(BRIEF)
Output the data exactly, with every line intact.

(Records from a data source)

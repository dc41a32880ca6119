//! Frame lifecycle and device resource coordination for a Vulkan renderer.
//!
//! [`Backend`] drives the per-frame protocol (acquire, record, submit,
//! present, recreate) and owns the registries for render passes, textures,
//! geometry and shaders. All native work goes through the [`GpuDevice`]
//! seam: [`VulkanDevice`] for real GPUs, [`HeadlessDevice`] for tests.

pub mod backend;
pub mod config;
pub mod context;
pub mod error;
pub mod lock_pool;
pub mod slot;

pub use backend::{
    Backend, FrameStatus, GpuDevice, HeadlessDevice, RawWindowSurface, ResizeHandle, ShaderId, SurfaceProvider,
    VulkanDevice,
};
pub use config::Config;
pub use context::{
    AssetLoader, BackendContext, EventQueue, EventSink, FileAssetLoader, MemoryAssetLoader, RendererEvent,
};
pub use error::{Error, Result};
pub use lock_pool::{LockGroup, LockPool};
pub use slot::Handle;
/// Derives native attachment descriptions from `config`.
pub fn derive_attachments(
    config: &RenderPassConfig,
    colour_format: vk::Format,
    depth_format: vk::Format,
    policy: AttachmentConflictPolicy,
) -> Result<RenderPassDesc> {
    let mut desc = RenderPassDesc {
        attachments: Vec::with_capacity(config.targets.attachments.len()),
        colour_refs: Vec::new(),
        depth_ref: None,
    };
    let flags = config.clear_flags;

    for (index, attachment) in config.targets.attachments.iter().enumerate() {
        let description = match attachment.kind {
            AttachmentKind::Colour => {
                let load_op = resolve_load_op(&config.name, index, flags.colour, attachment.load, policy)?;
                desc.colour_refs.push(index as u32);
                vk::AttachmentDescription {
                    format: colour_format,
                    samples: vk::SampleCountFlags::TYPE_1,
                    load_op,
                    store_op: store_op(attachment.store),
                    stencil_load_op: vk::AttachmentLoadOp::DONT_CARE,
                    stencil_store_op: vk::AttachmentStoreOp::DONT_CARE,
                    initial_layout: if load_op == vk::AttachmentLoadOp::LOAD {
                        vk::ImageLayout::COLOR_ATTACHMENT_OPTIMAL
                    } else {
                        vk::ImageLayout::UNDEFINED
                    },
                    final_layout: if attachment.present_after {
                        vk::ImageLayout::PRESENT_SRC_KHR
                    } else {
                        vk::ImageLayout::COLOR_ATTACHMENT_OPTIMAL
                    },
                    ..Default::default()
                }
            }
            AttachmentKind::Depth | AttachmentKind::Stencil => {
                if desc.depth_ref.is_some() {
                    return Err(Error::RenderPassConfig(format!(
                        "render pass '{}' declares more than one depth/stencil attachment",
                        config.name
                    )));
                }
                let load_op = resolve_load_op(&config.name, index, flags.depth, attachment.load, policy)?;
                let stencil_load_op = if flags.stencil {
                    vk::AttachmentLoadOp::CLEAR
                } else if attachment.load == LoadOperation::Load {
                    vk::AttachmentLoadOp::LOAD
                } else {
                    vk::AttachmentLoadOp::DONT_CARE
                };
                desc.depth_ref = Some(index as u32);
                vk::AttachmentDescription {
                    format: depth_format,
                    samples: vk::SampleCountFlags::TYPE_1,
                    load_op,
                    store_op: store_op(attachment.store),
                    stencil_load_op,
                    stencil_store_op: store_op(attachment.store),
                    initial_layout: if load_op == vk::AttachmentLoadOp::LOAD {
                        vk::ImageLayout::DEPTH_STENCIL_ATTACHMENT_OPTIMAL
                    } else {
                        vk::ImageLayout::UNDEFINED
                    },
                    final_layout: vk::ImageLayout::DEPTH_STENCIL_ATTACHMENT_OPTIMAL,
                    ..Default::default()
                }
            }
        };
        desc.attachments.push(description);
    }

    Ok(desc)
}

(ANSWER AREA)
repository dc41a32880ca6119
//! Frame lifecycle and device resource coordination for a Vulkan renderer.
//!
//! [`Backend`] drives the per-frame protocol (acquire, record, submit,
//! present, recreate) and owns the registries for render passes, textures,
//! geometry and shaders. All native work goes through the [`GpuDevice`]
//! seam: [`VulkanDevice`] for real GPUs, [`HeadlessDevice`] for tests.

pub mod backend;
pub mod config;
pub mod context;
pub mod error;
pub mod lock_pool;
pub mod slot;

pub use backend::{
    Backend, FrameStatus, GpuDevice, HeadlessDevice, RawWindowSurface, ResizeHandle, ShaderId, SurfaceProvider,
    VulkanDevice,
};
pub use config::Config;
pub use context::{
    AssetLoader, BackendContext, EventQueue, EventSink, FileAssetLoader, MemoryAssetLoader, RendererEvent,
};
pub use error::{Error, Result};
pub use lock_pool::{LockGroup, LockPool};
pub use slot::Handle;
/// Derives native attachment descriptions from `config`.
pub fn derive_attachments(
    config: &RenderPassConfig,
    colour_format: vk::Format,
    depth_format: vk::Format,
    policy: AttachmentConflictPolicy,
) -> Result<RenderPassDesc> {
    let mut desc = RenderPassDesc {
        attachments: Vec::with_capacity(config.targets.attachments.len()),
        colour_refs: Vec::new(),
        depth_ref: None,
    };
    let flags = config.clear_flags;

    for (index, attachment) in config.targets.attachments.iter().enumerate() {
        let description = match attachment.kind {
            AttachmentKind::Colour => {
                let load_op = resolve_load_op(&config.name, index, flags.colour, attachment.load, policy)?;
                desc.colour_refs.push(index as u32);
                vk::AttachmentDescription {
                    format: colour_format,
                    samples: vk::SampleCountFlags::TYPE_1,
                    load_op,
                    store_op: store_op(attachment.store),
                    stencil_load_op: vk::AttachmentLoadOp::DONT_CARE,
                    stencil_store_op: vk::AttachmentStoreOp::DONT_CARE,
                    initial_layout: if load_op == vk::AttachmentLoadOp::LOAD {
                        vk::ImageLayout::COLOR_ATTACHMENT_OPTIMAL
                    } else {
                        vk::ImageLayout::UNDEFINED
                    },
                    final_layout: if attachment.present_after {
                        vk::ImageLayout::PRESENT_SRC_KHR
                    } else {
                        vk::ImageLayout::COLOR_ATTACHMENT_OPTIMAL
                    },
                    ..Default::default()
                }
            }
            AttachmentKind::Depth | AttachmentKind::Stencil => {
                if desc.depth_ref.is_some() {
                    return Err(Error::RenderPassConfig(format!(
                        "render pass '{}' declares more than one depth/stencil attachment",
                        config.name
                    )));
                }
                let load_op = resolve_load_op(&config.name, index, flags.depth, attachment.load, policy)?;
                let stencil_load_op = if flags.stencil {
                    vk::AttachmentLoadOp::CLEAR
                } else if attachment.load == LoadOperation::Load {
                    vk::AttachmentLoadOp::LOAD
                } else {
                    vk::AttachmentLoadOp::DONT_CARE
                };
                desc.depth_ref = Some(index as u32);
                vk::AttachmentDescription {
                    format: depth_format,
                    samples: vk::SampleCountFlags::TYPE_1,
                    load_op,
                    store_op: store_op(attachment.store),
                    stencil_load_op,
                    stencil_store_op: store_op(attachment.store),
                    initial_layout: if load_op == vk::AttachmentLoadOp::LOAD {
                        vk::ImageLayout::DEPTH_STENCIL_ATTACHMENT_OPTIMAL
                    } else {
                        vk::ImageLayout::UNDEFINED
                    },
                    final_layout: vk::ImageLayout::DEPTH_STENCIL_ATTACHMENT_OPTIMAL,
                    ..Default::default()
                }
            }
        };
        desc.attachments.push(description);
    }

    Ok(desc)
}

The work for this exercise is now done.